Further characterization of alternatively spliced RNAs from three genes. APLP2, known as amyloid ß (A4) precursor-like protein 2, is a transmembrane glycoprotein associated with Alzheimer's disease (29) and is recently shown to be involved in neuroblastoma (30). APLP2 has an alternative exon 7 of 168 nucleotides encoding the Kunitz protease inhibitor domain (31), and alternative splicing would result in two different proteins, either lacking or containing the entire Kunitz protease inhibitor domain. Microarray results indicated that, when comparing to HMEC cells, MCF7 cells had less skipped form of APLP2 (Table 1) whereas MDA-MB-231 cells had less inclusion form (Table 2). Direct microarray comparison of MDA-MB-231 with MCF7 indicates that the decrease of inclusion (a negative inclusion index) is accompanied by an increase of exclusion (a positive skipping index; Table 3). To further investigate the splicing of APLP2 in these cell lines, the RNA samples were analyzed by RT-PCR using primers flanking the alternatively spliced exon 7 (Fig. 3). Products from the RT-PCR reaction were quantitated and the binary logarithm of the ratio of the inclusion form (top) and of the skipping form (bottom) was calculated (Fig. 3C, solid columns). By comparing with the inclusion and exclusion indexes from the microarray data (hatched columns), the two assays were found to be in good agreement. In six cases where the microarray indexes were above the threshold (>0.58 or less than 0.58), RT-PCR results showed the same changes with a greater number. In two cases where the microarray indexes were below the threshold (Fig. 3C, inclusion index of 0.06, MCF7/HMEC, two-dimensional; exclusion index of 0.32, MDA-MB-231/HMEC, two-dimensional), RT-PCR results showed either a small change (0.42) or a significant change in the same direction (0.88). It seems that a threshold of 0.58 (1.5-fold) for microarray assay is very reliable and may be a bit conservative. It also suggests that RT-PCR is a more sensitive assay. The RT-PCR assay also revealed in both cancer cell lines that a change of the inclusion form was actually accompanied by a change of the exclusion form in the opposite direction (Fig. 3B and C). Thus, both assays revealed a switch between two mutually exclusive alternative splicing events in APLP2.

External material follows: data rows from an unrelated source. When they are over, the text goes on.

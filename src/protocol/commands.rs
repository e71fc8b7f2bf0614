//! Module `commands`
//!
//! Defines the FTP commands issued by the client, their wire rendering,
//! and the table of reply codes each command accepts at each reply stage.

use std::fmt;

use crate::protocol::responses::*;

/// Represents an FTP command sent by the client.
///
/// `GREETING` is not sent on the wire; it names the server's connect-time
/// reply so the greeting is classified through the same table.
#[derive(Debug, Clone, PartialEq, Eq)]
pub enum Command {
    GREETING,
    USER(String), // Username for login
    PASS(String), // Password for login
    TYPE(char),   // Representation type, `I` for image
    MODE(char),   // Transfer mode, `S` for stream
    STRU(char),   // File structure, `F` for file
    PASV,         // Enter passive mode
    LIST(String), // Directory listing
    RETR(String), // Retrieve/download file
    STOR(String), // Store/upload file
    DELE(String), // Delete file
    MKD(String),  // Make directory
    RMD(String),  // Remove directory
    QUIT,
}

/// Stage of a command's conversation that a reply belongs to.
#[derive(Debug, Clone, Copy, PartialEq, Eq)]
pub enum ReplyStage {
    /// Positive preliminary reply, more replies follow (1yz)
    Preliminary,
    /// Positive intermediate reply, the server waits for another command (3yz)
    Intermediate,
    /// Terminal success reply
    Completion,
}

impl Command {
    /// Returns the bare command verb.
    pub fn verb(&self) -> &'static str {
        match self {
            Command::GREETING => "GREETING",
            Command::USER(_) => "USER",
            Command::PASS(_) => "PASS",
            Command::TYPE(_) => "TYPE",
            Command::MODE(_) => "MODE",
            Command::STRU(_) => "STRU",
            Command::PASV => "PASV",
            Command::LIST(_) => "LIST",
            Command::RETR(_) => "RETR",
            Command::STOR(_) => "STOR",
            Command::DELE(_) => "DELE",
            Command::MKD(_) => "MKD",
            Command::RMD(_) => "RMD",
            Command::QUIT => "QUIT",
        }
    }

    /// Reply codes accepted for this command at the given stage.
    ///
    /// An empty set means the stage does not exist for the command.
    /// `QUIT` has no accepted codes at all, its reply is never checked.
    pub fn accepted_codes(&self, stage: ReplyStage) -> &'static [u16] {
        use ReplyStage::*;

        match (self, stage) {
            (Command::GREETING, Preliminary) => &[SERVICE_READY_LATER],
            (Command::GREETING, Completion) => &[READY],
            (Command::USER(_), Intermediate) => &[PASSWORD_REQUIRED],
            (Command::USER(_), Completion) => &[LOGIN_SUCCESS],
            (Command::PASS(_), Completion) => &[LOGIN_SUCCESS],
            (Command::TYPE(_) | Command::MODE(_) | Command::STRU(_), Completion) => {
                &[OK, FILE_ACTION_OK]
            }
            (Command::PASV, Completion) => &[ENTERING_PASSIVE_MODE],
            (Command::LIST(_) | Command::RETR(_) | Command::STOR(_), Preliminary) => {
                &[FILE_STATUS_OK, DATA_CONNECTION_ALREADY_OPEN]
            }
            (Command::LIST(_) | Command::RETR(_) | Command::STOR(_), Completion) => {
                &[TRANSFER_COMPLETE, FILE_ACTION_OK]
            }
            (Command::DELE(_), Completion) => &[FILE_ACTION_OK],
            (Command::MKD(_), Completion) => &[PATHNAME_CREATED, FILE_ACTION_OK],
            (Command::RMD(_), Completion) => &[FILE_ACTION_OK],
            _ => &[],
        }
    }

    /// Whether `code` is accepted for this command at the given stage.
    pub fn accepts(&self, stage: ReplyStage, code: u16) -> bool {
        self.accepted_codes(stage).contains(&code)
    }

    /// Finds the stage a reply code belongs to, `None` when no stage accepts it.
    pub fn classify(&self, code: u16) -> Option<ReplyStage> {
        [
            ReplyStage::Preliminary,
            ReplyStage::Intermediate,
            ReplyStage::Completion,
        ]
        .into_iter()
        .find(|stage| self.accepts(*stage, code))
    }

    /// Renders the command for logs, with the password masked.
    pub fn masked(&self) -> String {
        match self {
            Command::PASS(_) => "PASS ****".to_string(),
            other => other.to_string(),
        }
    }
}

/// Renders the command line as sent on the wire, without the CRLF terminator.
impl fmt::Display for Command {
    fn fmt(&self, f: &mut fmt::Formatter<'_>) -> fmt::Result {
        match self {
            Command::USER(arg)
            | Command::PASS(arg)
            | Command::LIST(arg)
            | Command::RETR(arg)
            | Command::STOR(arg)
            | Command::DELE(arg)
            | Command::MKD(arg)
            | Command::RMD(arg) => write!(f, "{} {}", self.verb(), arg),
            Command::TYPE(c) | Command::MODE(c) | Command::STRU(c) => {
                write!(f, "{} {}", self.verb(), c)
            }
            Command::GREETING | Command::PASV | Command::QUIT => f.write_str(self.verb()),
        }
    }
}
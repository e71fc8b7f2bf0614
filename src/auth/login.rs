//! Login sequence
//!
//! Implements the USER/PASS exchange as an explicit state machine.

use log::{debug, info};

use crate::client::ControlSession;
use crate::error::{AuthError, Result};
use crate::protocol::{Command, ReplyStage};

/// States of the login sequence.
#[derive(Debug, Clone, PartialEq, Eq)]
pub enum LoginState {
    Start,
    AwaitUserReply,
    NeedPassword,
    AwaitPassReply,
    Authenticated,
    Failed { code: u16, message: String },
}

impl LoginState {
    /// Whether the sequence has reached a terminal state.
    pub fn is_terminal(&self) -> bool {
        matches!(self, LoginState::Authenticated | LoginState::Failed { .. })
    }

    /// Transition taken on a reply to the command sent in this state.
    pub fn on_reply(&self, command: &Command, code: u16, message: &str) -> LoginState {
        let stage = command.classify(code);
        match (self, stage) {
            (LoginState::AwaitUserReply, Some(ReplyStage::Intermediate)) => {
                LoginState::NeedPassword
            }
            (
                LoginState::AwaitUserReply | LoginState::AwaitPassReply,
                Some(ReplyStage::Completion),
            ) => LoginState::Authenticated,
            _ => LoginState::Failed {
                code,
                message: message.to_string(),
            },
        }
    }
}

impl ControlSession {
    /// Authenticates with `USER` and, when the server asks for it, `PASS`.
    ///
    /// A 230 reply to `USER` completes the login without sending a password.
    pub async fn login(&mut self, user: &str, password: &str) -> Result<()> {
        let mut state = LoginState::Start;

        while !state.is_terminal() {
            state = match state {
                LoginState::Start => {
                    let command = Command::USER(user.to_string());
                    self.send(&command).await?;
                    let reply = self.read_reply().await?;
                    LoginState::AwaitUserReply.on_reply(&command, reply.code, &reply.message)
                }
                LoginState::NeedPassword => {
                    debug!("Password required for user {user}");
                    let command = Command::PASS(password.to_string());
                    self.send(&command).await?;
                    let reply = self.read_reply().await?;
                    LoginState::AwaitPassReply.on_reply(&command, reply.code, &reply.message)
                }
                other => other,
            };
        }

        match state {
            LoginState::Failed { code, message } => Err(AuthError::Rejected { code, message }.into()),
            _ => {
                info!("Logged in to {} as {user}", self.peer());
                Ok(())
            }
        }
    }
}
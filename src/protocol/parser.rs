//! FTP reply parsing
//!
//! Parses reply lines read from the control channel into [`Reply`] values,
//! and extracts the data endpoint announced by a passive mode reply.

use std::net::{Ipv4Addr, SocketAddr, SocketAddrV4};

use crate::error::{DataChannelError, ReplyError};
use crate::protocol::responses::Reply;

const MULTI_LINE_MARK: u8 = b'-';
const FINAL_LINE_MARK: u8 = b' ';

/// A single parsed reply line: code, the separator right after it, and message.
#[derive(Debug, Clone, PartialEq, Eq)]
pub struct ReplyLine {
    pub code: u16,
    pub separator: u8,
    pub message: String,
}

impl ReplyLine {
    /// A line opens a multi-line reply when its code is a positive reply
    /// (1yz to 3yz) and a hyphen follows the code.
    pub fn opens_multi_line(&self) -> bool {
        (100..400).contains(&self.code) && self.separator == MULTI_LINE_MARK
    }
}

/// Strips the trailing `\n` and an optional `\r` before it.
pub fn strip_line_ending(line: &[u8]) -> &[u8] {
    let line = line.strip_suffix(b"\n").unwrap_or(line);
    line.strip_suffix(b"\r").unwrap_or(line)
}

fn message_after_code(line: &[u8]) -> String {
    line.get(4..)
        .map(|rest| String::from_utf8_lossy(rest).trim().to_string())
        .unwrap_or_default()
}

/// Parses one reply line (without its line ending).
pub fn parse_reply_line(line: &[u8]) -> Result<ReplyLine, ReplyError> {
    if line.len() < 4 {
        return Err(ReplyError::LineTooShort(
            String::from_utf8_lossy(line).to_string(),
        ));
    }

    let digits = &line[..3];
    if !digits.iter().all(u8::is_ascii_digit) {
        return Err(ReplyError::InvalidCode(
            String::from_utf8_lossy(digits).to_string(),
        ));
    }
    let code = digits
        .iter()
        .fold(0u16, |acc, d| acc * 10 + u16::from(d - b'0'));

    Ok(ReplyLine {
        code,
        separator: line[3],
        message: message_after_code(line),
    })
}

/// Whether `line` closes the multi-line reply opened with `code`.
///
/// The closing line repeats the code as text followed by a space.
pub fn is_final_line(line: &[u8], code: u16) -> bool {
    let code_text = code.to_string();
    line.len() >= 4
        && line.starts_with(code_text.as_bytes())
        && line[3] == FINAL_LINE_MARK
}

/// Reply parser states.
#[derive(Debug, Clone, Copy, PartialEq, Eq)]
pub enum ReplyState {
    FirstLine,
    Continuation { code: u16 },
}

/// Two-state machine assembling one logical reply from control channel lines.
///
/// Continuation lines of a multi-line reply are consumed but not kept; the
/// message of a multi-line reply is the text of its closing line.
#[derive(Debug)]
pub struct ReplyParser {
    state: ReplyState,
}

impl Default for ReplyParser {
    fn default() -> Self {
        Self {
            state: ReplyState::FirstLine,
        }
    }
}

impl ReplyParser {
    pub fn state(&self) -> ReplyState {
        self.state
    }

    /// Feeds one line (without its line ending).
    ///
    /// Returns `Some(reply)` once the reply is complete, `None` while more
    /// lines are needed.
    pub fn feed_line(&mut self, line: &[u8]) -> Result<Option<Reply>, ReplyError> {
        match self.state {
            ReplyState::FirstLine => {
                let first = parse_reply_line(line)?;
                if first.opens_multi_line() {
                    self.state = ReplyState::Continuation { code: first.code };
                    Ok(None)
                } else {
                    Ok(Some(Reply::new(first.code, first.message)))
                }
            }
            ReplyState::Continuation { code } => {
                if is_final_line(line, code) {
                    self.state = ReplyState::FirstLine;
                    Ok(Some(Reply::new(code, message_after_code(line))))
                } else {
                    Ok(None)
                }
            }
        }
    }
}

fn parse_octet(group: &str) -> Result<u8, DataChannelError> {
    if group.is_empty() || !group.bytes().all(|b| b.is_ascii_digit()) {
        return Err(DataChannelError::MalformedEndpoint(format!(
            "invalid number {group:?}"
        )));
    }
    group
        .parse::<u8>()
        .map_err(|_| DataChannelError::MalformedEndpoint(format!("{group} does not fit an octet")))
}

fn parse_endpoint_group(inner: &str) -> Result<SocketAddr, DataChannelError> {
    let groups: Vec<&str> = inner.split(',').collect();
    if groups.len() != 6 {
        return Err(DataChannelError::MalformedEndpoint(format!(
            "expected 6 numbers in ({inner})"
        )));
    }

    let mut octets = [0u8; 6];
    for (octet, group) in octets.iter_mut().zip(&groups) {
        *octet = parse_octet(group)?;
    }

    let ip = Ipv4Addr::new(octets[0], octets[1], octets[2], octets[3]);
    let port = u16::from_be_bytes([octets[4], octets[5]]);
    Ok(SocketAddr::V4(SocketAddrV4::new(ip, port)))
}

/// Extracts the data endpoint from the message of a 227 reply.
///
/// The endpoint is the first parenthesized group of the form
/// `(h1,h2,h3,h4,p1,p2)`; other parenthesized text is skipped. The address
/// is `h1.h2.h3.h4` and the port `p1 * 256 + p2`.
pub fn parse_pasv_endpoint(message: &str) -> Result<SocketAddr, DataChannelError> {
    let mut last_error = None;
    let mut rest = message;

    while let Some(start) = rest.find('(') {
        let after = &rest[start + 1..];
        let Some(end) = after.find(')') else {
            break;
        };
        match parse_endpoint_group(&after[..end]) {
            Ok(addr) => return Ok(addr),
            Err(e) => last_error = Some(e),
        }
        rest = &after[end + 1..];
    }

    Err(last_error.unwrap_or_else(|| DataChannelError::MalformedEndpoint(message.to_string())))
}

HRMT1L1 encodes an hnRNP methyltransferase-like protein and is a human homologue of rat PRMT2 (protein arginine methyltransferase 2), which regulates RNA processing and maturation by modulating the activity of RNA-binding proteins (32). This gene has been recently identified as ER
coactivator (33). HRMT1L1 has a 109-nucleotide alternative exon 2 that is located before the translation start codon. When comparing with HMEC, the array data indicated an increase in exon 2 inclusion in MDA-MB-231 cells (Table 2) but no significance change in MCF7 (Table 1). Direct microarray comparison between the two cancer cell lines indicated a preference of exon 2 inclusion in MDA-MB-231 in both two-dimensional and three-dimensional conditions (Table 3). Consistent with this, RT-PCR showed the inclusion form is more prevalent in MDA-MB-231 cells than in HMEC or MCF7 cells (Fig. 4). The splicing indexes from the microarray results were compared with the values from the RT-PCR results (Fig. 4C). In three cases where the microarray indexes were above threshold (0.58), the RT-PCR showed the same changes with a greater number. Again, a threshold of 0.58 for microarray is completely reliable. In the other five cases where the microarray indexes were below the threshold, RT-PCR detected little changes in two cases but significant changes in three cases (Fig. 4C). Interestingly, the three cases that the microarray missed were all in the detection of the exclusion form (Fig. 3C, bottom). It seems that junction oligo e1-e3 was less effective in measuring the exclusion form. The reason for this was not yet clear, but it pointed out the importance of probing both forms concurrently on the same microarray when analyzing a single alternative exon.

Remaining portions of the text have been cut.